Why is this trend strengthening now?
In post-pandemic tourism, many destinations want returning revenues, higher-quality visitors, and greater control simultaneously. Meanwhile, popular cities and cultural sites in Europe, Africa, and Asia are facing problems of overcrowding, climate risks, infrastructure limits, and local resident dissatisfaction. Sustainable tourism is therefore no longer an abstract slogan, but a business and social necessity.
The involvement of the TUI Care Foundation is particularly important because it shows that large tourism players are also interested in the long-term carrying capacity of destinations. If a World Heritage site loses its authenticity, becomes overcrowded, or tourism meets the resistance of locals, it ultimately weakens the offerings of tour operators, hotels, and providers. The partnership is therefore not only a heritage protection signal but also a market signal.

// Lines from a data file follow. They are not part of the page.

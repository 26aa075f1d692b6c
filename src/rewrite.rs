// Copyright (c) 2025 Erick Bourgeois, firestoned
// SPDX-License-Identifier: MIT

//! CNAME to A rewrite for ingress classes pinned to a static address.
//!
//! Ingress controllers often publish only a load-balancer alias. When the
//! endpoint's ingress class has an entry in the [`IngressClassMap`], the alias
//! is replaced by an A record pointing at the pinned address.

use std::borrow::Cow;

use crate::constants::INGRESS_CLASS_LABEL;
use crate::endpoint::{Endpoint, RecordType};
use crate::ingress_class::IngressClassMap;

/// Rewrite a CNAME endpoint into an A record when its ingress class is mapped.
///
/// Returns the input borrowed when no rewrite applies: the record is not a
/// CNAME, it has no ingress-class label, or the class has no mapping. The input
/// is never modified.
///
/// # Example
///
/// ```
/// use unbound_webhook::{rewrite::cname_to_a, Endpoint, IngressClassMap, RecordType};
///
/// let classes = IngressClassMap::parse("nginx=10.0.0.5");
/// let endpoint = Endpoint::new("app.example.com", "CNAME", vec!["lb.example.com".into()])
///     .with_label("kubernetes.io/ingress.class", "nginx");
///
/// let rewritten = cname_to_a(&endpoint, &classes);
/// assert_eq!(rewritten.record_type, RecordType::A);
/// assert_eq!(rewritten.targets, vec!["10.0.0.5"]);
/// ```
#[must_use]
pub fn cname_to_a<'a>(endpoint: &'a Endpoint, classes: &IngressClassMap) -> Cow<'a, Endpoint> {
    if endpoint.record_type != RecordType::CNAME {
        return Cow::Borrowed(endpoint);
    }

    let Some(address) = endpoint
        .label(INGRESS_CLASS_LABEL)
        .and_then(|class| classes.get(class))
    else {
        return Cow::Borrowed(endpoint);
    };

    Cow::Owned(Endpoint {
        dns_name: endpoint.dns_name.clone(),
        targets: vec![address.to_string()],
        record_type: RecordType::A,
        set_identifier: None,
        record_ttl: None,
        labels: endpoint.labels.clone(),
        provider_specific: Vec::new(),
    })
}

#[cfg(test)]
#[path = "rewrite_tests.rs"]
mod rewrite_tests;
// src/logging.rs

//! Logging setup for `dagflow` using `tracing` + `tracing-subscriber`.
//!
//! Priority for determining the log level:
//! 1. `--log-level` CLI flag (if provided)
//! 2. `DAGFLOW_LOG` environment variable (e.g. "info", "debug")
//! 3. default to `info`
//!
//! Logs are sent to STDERR so that stdout carries only the run report.

use anyhow::Result;
use tracing_subscriber::fmt;

use crate::cli::LogLevel;

/// Initialise global logging subscriber.
///
/// Safe to call once at startup.
pub fn init_logging(cli_level: Option<LogLevel>) -> Result<()> {
    let level = match cli_level {
        Some(lvl) => level_from_log_level(lvl),
        None => std::env::var("DAGFLOW_LOG")
            .ok()
            .and_then(|s| parse_level_str(&s))
            .unwrap_or(tracing::Level::INFO),
    };

    fmt()
        .with_max_level(level)
        .with_target(true)
        .with_thread_ids(false)
        .with_thread_names(false)
        .with_writer(std::io::stderr)
        .try_init()
        .map_err(|e| anyhow::anyhow!("failed to install tracing subscriber: {e}"))?;

    Ok(())
}

fn level_from_log_level(lvl: LogLevel) -> tracing::Level {
    match lvl {
        LogLevel::Error => tracing::Level::ERROR,
        LogLevel::Warn => tracing::Level::WARN,
        LogLevel::Info => tracing::Level::INFO,
        LogLevel::Debug => tracing::Level::DEBUG,
        LogLevel::Trace => tracing::Level::TRACE,
    }
}

/// Parse a level name as accepted by `DAGFLOW_LOG`.
pub fn parse_level_str(s: &str) -> Option<tracing::Level> {
    match s.trim().to_lowercase().as_str() {
        "error" => Some(tracing::Level::ERROR),
        "warn" | "warning" => Some(tracing::Level::WARN),
        "info" => Some(tracing::Level::INFO),
        "debug" => Some(tracing::Level::DEBUG),
        "trace" => Some(tracing::Level::TRACE),
        _ => None,
    }
}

Cautious conclusion: fewer ticked-off sights, more real connections
The most important lesson from the fresh UNESCO-TUI announcement is that the next phase of cultural tourism will likely be less about fast consumption and more about deeper, locally beneficial experiences. In Morocco, this could mean longer stays and stronger artisan-cultural connections around Ksar Ait Ben Haddou. In Zanzibar, it could bring a more conscious presentation of Stone Town's living heritage and a greater role for local communities.
For Hungarian travelers, all this is also a practical decision-making criterion. It is worth looking not only at which offer takes you to a famous site, but also how it does so. Is there time to understand the place? Does a local guide or local business play a role? Does the program add something to the community, or just pass through it? A good trip increasingly provides answers to these questions as well.
The partnership between UNESCO and the TUI Care Foundation is still in its early stages, so concrete results will be measurable later. However, the signal is clear: the future of World Heritage tourism is not simply about more visitors, but about better visits. This can provide a more meaningful experience for travelers, greater participation for local communities, and a better chance for heritage sites to ensure that tourism does not consume, but strengthens what makes these places important worldwide.